→ **Dataset**:
BEGIN
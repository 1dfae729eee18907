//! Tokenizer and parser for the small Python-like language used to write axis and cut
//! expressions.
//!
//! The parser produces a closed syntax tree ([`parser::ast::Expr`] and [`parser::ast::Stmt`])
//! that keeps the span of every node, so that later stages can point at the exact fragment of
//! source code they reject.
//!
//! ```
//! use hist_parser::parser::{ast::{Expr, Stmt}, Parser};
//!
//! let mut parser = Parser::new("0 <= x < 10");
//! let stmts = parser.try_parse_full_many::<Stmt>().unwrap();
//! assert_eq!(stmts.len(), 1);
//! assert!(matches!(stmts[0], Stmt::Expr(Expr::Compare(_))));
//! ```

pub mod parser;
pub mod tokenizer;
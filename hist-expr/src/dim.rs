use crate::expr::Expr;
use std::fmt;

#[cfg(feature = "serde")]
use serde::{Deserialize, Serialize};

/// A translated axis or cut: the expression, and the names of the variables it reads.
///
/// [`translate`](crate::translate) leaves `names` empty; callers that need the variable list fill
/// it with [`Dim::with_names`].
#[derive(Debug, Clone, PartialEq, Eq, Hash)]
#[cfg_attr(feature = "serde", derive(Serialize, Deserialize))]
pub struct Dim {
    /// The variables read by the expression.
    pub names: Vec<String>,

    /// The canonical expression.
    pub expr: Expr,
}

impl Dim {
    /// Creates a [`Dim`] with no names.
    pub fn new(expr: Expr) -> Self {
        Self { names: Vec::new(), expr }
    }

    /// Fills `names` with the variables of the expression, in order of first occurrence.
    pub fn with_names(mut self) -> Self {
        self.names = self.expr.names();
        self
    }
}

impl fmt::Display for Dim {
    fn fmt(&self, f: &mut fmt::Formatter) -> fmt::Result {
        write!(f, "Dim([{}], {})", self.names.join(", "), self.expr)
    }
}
END
→ **Problem description**: Repeat the full set of records above character for character.

→ **Problem solution**:
repository 1dfae729eee18907
//! Tokenizer and parser for the small Python-like language used to write axis and cut
//! expressions.
//!
//! The parser produces a closed syntax tree ([`parser::ast::Expr`] and [`parser::ast::Stmt`])
//! that keeps the span of every node, so that later stages can point at the exact fragment of
//! source code they reject.
//!
//! ```
//! use hist_parser::parser::{ast::{Expr, Stmt}, Parser};
//!
//! let mut parser = Parser::new("0 <= x < 10");
//! let stmts = parser.try_parse_full_many::<Stmt>().unwrap();
//! assert_eq!(stmts.len(), 1);
//! assert!(matches!(stmts[0], Stmt::Expr(Expr::Compare(_))));
//! ```

pub mod parser;
pub mod tokenizer;
filename hist-expr/src/dim.rs
use crate::expr::Expr;
use std::fmt;

#[cfg(feature = "serde")]
use serde::{Deserialize, Serialize};

/// A translated axis or cut: the expression, and the names of the variables it reads.
///
/// [`translate`](crate::translate) leaves `names` empty; callers that need the variable list fill
/// it with [`Dim::with_names`].
#[derive(Debug, Clone, PartialEq, Eq, Hash)]
#[cfg_attr(feature = "serde", derive(Serialize, Deserialize))]
pub struct Dim {
    /// The variables read by the expression.
    pub names: Vec<String>,

    /// The canonical expression.
    pub expr: Expr,
}

impl Dim {
    /// Creates a [`Dim`] with no names.
    pub fn new(expr: Expr) -> Self {
        Self { names: Vec::new(), expr }
    }

    /// Fills `names` with the variables of the expression, in order of first occurrence.
    pub fn with_names(mut self) -> Self {
        self.names = self.expr.names();
        self
    }
}

impl fmt::Display for Dim {
    fn fmt(&self, f: &mut fmt::Formatter) -> fmt::Result {
        write!(f, "Dim([{}], {})", self.names.join(", "), self.expr)
    }
}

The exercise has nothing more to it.